Imagine a material able to detect tiny tumors in the human body and a variation of that material that can improve the conversion of crude oil into plastic.

Researchers at the University of Pittsburgh working on nanoscale alloys have demonstrated materials with properties to detect cancer sooner. One nanometer is about the size of a double stranded helix (remember your high school science DNA lessons?), and it’s smaller than the average human cell.

The alloys have multiple properties, not just related to what makes up a material.

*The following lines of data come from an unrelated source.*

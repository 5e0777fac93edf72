//! 列数据源：字典 + 正排索引
//!
//! 段的普通列、星型树的维度列与预聚合列都以 `DataSource` 暴露给算子。

use std::sync::Arc;
use crate::common::{DictId, DocId};
use crate::dictionary::Dictionary;
use crate::field_type::{DataType, Value};
use crate::io::{
    FixedBitMultiValueReader, FixedBitSingleValueReader, FixedByteDoubleReader,
    MultiValueReaderContext,
};

#[derive(Debug, Clone)]
pub enum ForwardIndex {
    SingleValue(FixedBitSingleValueReader),
    MultiValue(FixedBitMultiValueReader),
    /// 无字典的 f64 列（星型树预聚合列）
    RawDouble(FixedByteDoubleReader),
}

impl ForwardIndex {
    pub fn num_docs(&self) -> usize {
        match self {
            Self::SingleValue(r) => r.num_docs(),
            Self::MultiValue(r)  => r.num_docs(),
            Self::RawDouble(r)   => r.num_docs(),
        }
    }
}

#[derive(Debug, Clone)]
pub struct DataSource {
    column:     String,
    data_type:  DataType,
    dictionary: Option<Arc<Dictionary>>,
    forward:    ForwardIndex,
}

impl DataSource {
    pub fn new(
        column:     &str,
        data_type:  DataType,
        dictionary: Option<Arc<Dictionary>>,
        forward:    ForwardIndex,
    ) -> Self {
        Self { column: column.to_string(), data_type, dictionary, forward }
    }

    pub fn raw_double(column: &str, reader: FixedByteDoubleReader) -> Self {
        Self::new(column, DataType::Double, None, ForwardIndex::RawDouble(reader))
    }

    pub fn column(&self)      -> &str { &self.column }
    pub fn data_type(&self)   -> DataType { self.data_type }
    pub fn forward(&self)     -> &ForwardIndex { &self.forward }
    pub fn dictionary(&self)  -> Option<&Arc<Dictionary>> { self.dictionary.as_ref() }
    pub fn num_docs(&self)    -> usize { self.forward.num_docs() }

    pub fn is_single_value(&self) -> bool {
        !matches!(self.forward, ForwardIndex::MultiValue(_))
    }

    /// 单值字典列的 dict_id；其他列返回 None
    #[inline]
    pub fn dict_id(&self, doc_id: DocId) -> Option<DictId> {
        match &self.forward {
            ForwardIndex::SingleValue(r) => Some(r.get_int(doc_id)),
            _ => None,
        }
    }

    /// 数值视图：单值数值字典列或 f64 列
    #[inline]
    pub fn double_value(&self, doc_id: DocId) -> Option<f64> {
        match &self.forward {
            ForwardIndex::SingleValue(r) => self.dictionary.as_ref()?.get_f64(r.get_int(doc_id)),
            ForwardIndex::RawDouble(r)   => Some(r.get_double(doc_id)),
            ForwardIndex::MultiValue(_)  => None,
        }
    }

    pub fn create_mv_context(&self) -> Option<MultiValueReaderContext> {
        match &self.forward {
            ForwardIndex::MultiValue(r) => Some(r.create_context()),
            _ => None,
        }
    }

    /// 多值列的 dict_id 列表
    pub fn dict_ids_mv<'c>(&self, doc_id: DocId, ctx: &'c mut MultiValueReaderContext) -> &'c [DictId] {
        match &self.forward {
            ForwardIndex::MultiValue(r) => r.get_int_array_with_context(doc_id, ctx),
            _ => &[],
        }
    }

    /// 解码一行的值；多值列返回 `Value::Array`
    pub fn value(&self, doc_id: DocId, ctx: Option<&mut MultiValueReaderContext>) -> Value {
        match (&self.forward, &self.dictionary) {
            (ForwardIndex::SingleValue(r), Some(dict)) => dict.get(r.get_int(doc_id)),
            (ForwardIndex::SingleValue(r), None)       => Value::Int(r.get_int(doc_id)),
            (ForwardIndex::RawDouble(r), _)            => Value::Double(r.get_double(doc_id)),
            (ForwardIndex::MultiValue(r), dict) => {
                let mut owned;
                let ctx = match ctx {
                    Some(c) => c,
                    None => {
                        owned = r.create_context();
                        &mut owned
                    }
                };
                let ids = r.get_int_array_with_context(doc_id, ctx);
                Value::Array(ids.iter()
                    .map(|id| dict.as_ref().map_or(Value::Int(*id), |d| d.get(*id)))
                    .collect())
            }
        }
    }

    /// 共享字典、换一个正排索引（星型树维度列）
    pub fn with_forward(&self, forward: ForwardIndex) -> Self {
        Self {
            column: self.column.clone(),
            data_type: self.data_type,
            dictionary: self.dictionary.clone(),
            forward,
        }
    }
}

#[cfg(test)]
mod tests {
    use super::*;
    use crate::io::{DataBuffer, FixedBitMultiValueWriter, FixedBitSingleValueWriter};

    #[test]
    fn test_decode_values() {
        let dir = tempfile::tempdir().unwrap();
        let vals: Vec<Value> = ["x", "y", "z"].iter().map(|s| Value::String(s.to_string())).collect();
        let dict = Arc::new(Dictionary::build(DataType::String, &vals).unwrap());

        let sv_path = dir.path().join("c.sv.unsorted.fwd");
        let mut w = FixedBitSingleValueWriter::create(&sv_path, 2, 2).unwrap();
        w.set_int(0, 2);
        w.set_int(1, 0);
        w.close().unwrap();
        let sv = FixedBitSingleValueReader::new(DataBuffer::load_file(&sv_path).unwrap(), 2, 2).unwrap();
        let ds = DataSource::new("c", DataType::String, Some(dict.clone()), ForwardIndex::SingleValue(sv));
        assert_eq!(ds.value(0, None), Value::String("z".into()));
        assert_eq!(ds.dict_id(1), Some(0));
        assert_eq!(ds.double_value(0), None);

        let mv_path = dir.path().join("c.mv.fwd");
        let mut w = FixedBitMultiValueWriter::create(&mv_path, 2, 3, 2, 2).unwrap();
        w.set_int_array(0, &[0, 1]).unwrap();
        w.set_int_array(1, &[2]).unwrap();
        w.close().unwrap();
        let mv = FixedBitMultiValueReader::new(DataBuffer::load_file(&mv_path).unwrap()).unwrap();
        let ds = DataSource::new("c", DataType::String, Some(dict), ForwardIndex::MultiValue(mv));
        assert!(!ds.is_single_value());
        let mut ctx = ds.create_mv_context().unwrap();
        assert_eq!(ds.dict_ids_mv(0, &mut ctx), &[0, 1]);
        assert_eq!(
            ds.value(0, Some(&mut ctx)),
            Value::Array(vec![Value::String("x".into()), Value::String("y".into())]),
        );
        assert_eq!(ds.value(1, None), Value::Array(vec![Value::String("z".into())]));
    }
}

“Think of the periodic table as being three-dimensional, so all the elements we thought we knew, now at the nanometer scale have properties we never have seen before,” said Jill Millstone, assistant professor of chemistry and principal investigator of the study. 

One of those properties is the emission of bright light. Millstone said researchers have known for the last five years that pure gold nanoparticles emit light, but the alloys her team have been developing emit “near-infrared light.” 

That quality could be used in a similar way to the way radioactive molecules are used in techniques such as PET scans.  According to Millstone,  nanoalloys could be used as "molecular" imaging agents. Instead of radioactivity, researchers would detect the bright light, spotting small tumors and possibly cancer at an early stage.

She said an alloy of gold and cobalt, which is magnetic, could also be used for treatment. 

“If we put these gold-cobalt particles into a magnetic field and we switch that magnetic field back and forth, the particles start to rotate," Millstone said. "And what that does is it heats up the surrounding tissue, and if it’s embedded in the tissue, it will actually heat up so much that it will kill the (cancerous) tissue.”

But according to Millstone, the applications of the nanoalloys are not limited to the medical field. The researchers are studying using the alloys in “industrial catalysis” — helping make the conversion of fossil fuels more efficient.

“Fossil fuels also make up all the plastics we see, all the pharmaceuticals that we see," Millstone said. "So, if we can get from the crude oil to the fine chemical more efficiently, then we also do a lot in terms of helping use fossil fuels more reasonably.”

The findings have been published in the Journal of the American Chemical Society.